_Task brief_
Copy out each line of the material in which the word "Clone" can be found.

_Task inputs_
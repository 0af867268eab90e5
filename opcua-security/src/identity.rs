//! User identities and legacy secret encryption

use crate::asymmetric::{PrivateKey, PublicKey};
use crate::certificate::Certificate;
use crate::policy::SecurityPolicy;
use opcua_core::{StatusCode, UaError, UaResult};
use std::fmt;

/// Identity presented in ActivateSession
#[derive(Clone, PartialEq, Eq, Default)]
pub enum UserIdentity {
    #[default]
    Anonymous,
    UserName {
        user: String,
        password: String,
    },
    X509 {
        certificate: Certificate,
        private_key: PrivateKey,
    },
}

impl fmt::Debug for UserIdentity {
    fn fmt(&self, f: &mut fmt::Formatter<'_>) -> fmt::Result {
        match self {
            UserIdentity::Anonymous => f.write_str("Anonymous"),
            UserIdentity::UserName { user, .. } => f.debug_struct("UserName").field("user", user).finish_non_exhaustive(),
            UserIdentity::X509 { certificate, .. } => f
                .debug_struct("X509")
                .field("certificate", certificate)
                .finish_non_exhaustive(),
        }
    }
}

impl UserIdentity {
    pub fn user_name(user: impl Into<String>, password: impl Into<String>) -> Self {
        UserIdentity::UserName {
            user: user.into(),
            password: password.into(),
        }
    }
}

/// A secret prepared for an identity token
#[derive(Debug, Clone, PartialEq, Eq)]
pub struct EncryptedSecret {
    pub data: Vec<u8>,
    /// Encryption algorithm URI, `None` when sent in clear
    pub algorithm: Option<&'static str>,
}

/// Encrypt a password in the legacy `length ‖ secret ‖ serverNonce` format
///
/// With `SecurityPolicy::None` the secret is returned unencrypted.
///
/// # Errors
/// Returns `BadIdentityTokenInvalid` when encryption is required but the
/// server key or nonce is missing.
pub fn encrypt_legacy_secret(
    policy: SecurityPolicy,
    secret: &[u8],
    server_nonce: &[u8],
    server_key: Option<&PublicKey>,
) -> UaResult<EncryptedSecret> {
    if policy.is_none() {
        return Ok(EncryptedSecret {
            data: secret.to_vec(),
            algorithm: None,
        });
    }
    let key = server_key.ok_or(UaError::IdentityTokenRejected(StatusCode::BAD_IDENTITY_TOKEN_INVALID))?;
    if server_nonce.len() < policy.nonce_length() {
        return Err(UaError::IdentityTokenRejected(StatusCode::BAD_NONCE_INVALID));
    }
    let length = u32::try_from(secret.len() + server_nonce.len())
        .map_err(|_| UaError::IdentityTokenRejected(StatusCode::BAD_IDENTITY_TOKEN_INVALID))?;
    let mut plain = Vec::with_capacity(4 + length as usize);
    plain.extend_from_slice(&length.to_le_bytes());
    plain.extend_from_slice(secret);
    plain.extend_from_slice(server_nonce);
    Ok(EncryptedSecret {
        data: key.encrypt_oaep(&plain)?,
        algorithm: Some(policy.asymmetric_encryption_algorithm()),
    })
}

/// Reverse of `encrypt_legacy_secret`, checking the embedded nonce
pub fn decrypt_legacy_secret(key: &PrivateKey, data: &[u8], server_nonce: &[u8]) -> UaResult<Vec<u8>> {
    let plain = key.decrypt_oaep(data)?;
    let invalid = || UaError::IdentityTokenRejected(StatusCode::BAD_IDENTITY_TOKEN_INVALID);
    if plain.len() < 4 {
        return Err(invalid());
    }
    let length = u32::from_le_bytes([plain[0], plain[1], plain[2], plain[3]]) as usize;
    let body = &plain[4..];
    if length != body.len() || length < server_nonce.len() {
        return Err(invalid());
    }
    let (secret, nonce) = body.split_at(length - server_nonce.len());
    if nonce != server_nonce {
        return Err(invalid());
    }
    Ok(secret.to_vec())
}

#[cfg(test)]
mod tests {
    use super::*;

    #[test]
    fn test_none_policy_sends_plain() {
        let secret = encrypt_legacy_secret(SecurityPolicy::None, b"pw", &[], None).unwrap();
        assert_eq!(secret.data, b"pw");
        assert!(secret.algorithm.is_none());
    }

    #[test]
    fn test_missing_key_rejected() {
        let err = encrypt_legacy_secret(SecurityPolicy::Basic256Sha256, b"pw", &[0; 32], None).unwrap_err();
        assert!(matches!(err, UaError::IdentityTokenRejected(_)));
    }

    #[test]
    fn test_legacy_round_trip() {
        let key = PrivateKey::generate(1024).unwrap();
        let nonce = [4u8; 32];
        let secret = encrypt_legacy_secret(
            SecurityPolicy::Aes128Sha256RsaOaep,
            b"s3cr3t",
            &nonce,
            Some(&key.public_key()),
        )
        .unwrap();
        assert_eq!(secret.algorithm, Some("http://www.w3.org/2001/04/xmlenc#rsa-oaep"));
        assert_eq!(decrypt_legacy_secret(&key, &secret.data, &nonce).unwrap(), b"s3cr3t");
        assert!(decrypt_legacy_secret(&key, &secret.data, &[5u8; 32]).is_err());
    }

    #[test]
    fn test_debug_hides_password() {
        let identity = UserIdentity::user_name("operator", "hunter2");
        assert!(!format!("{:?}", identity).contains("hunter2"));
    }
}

_Result_
#[derive(Clone, PartialEq, Eq, Default)]
#[derive(Debug, Clone, PartialEq, Eq)]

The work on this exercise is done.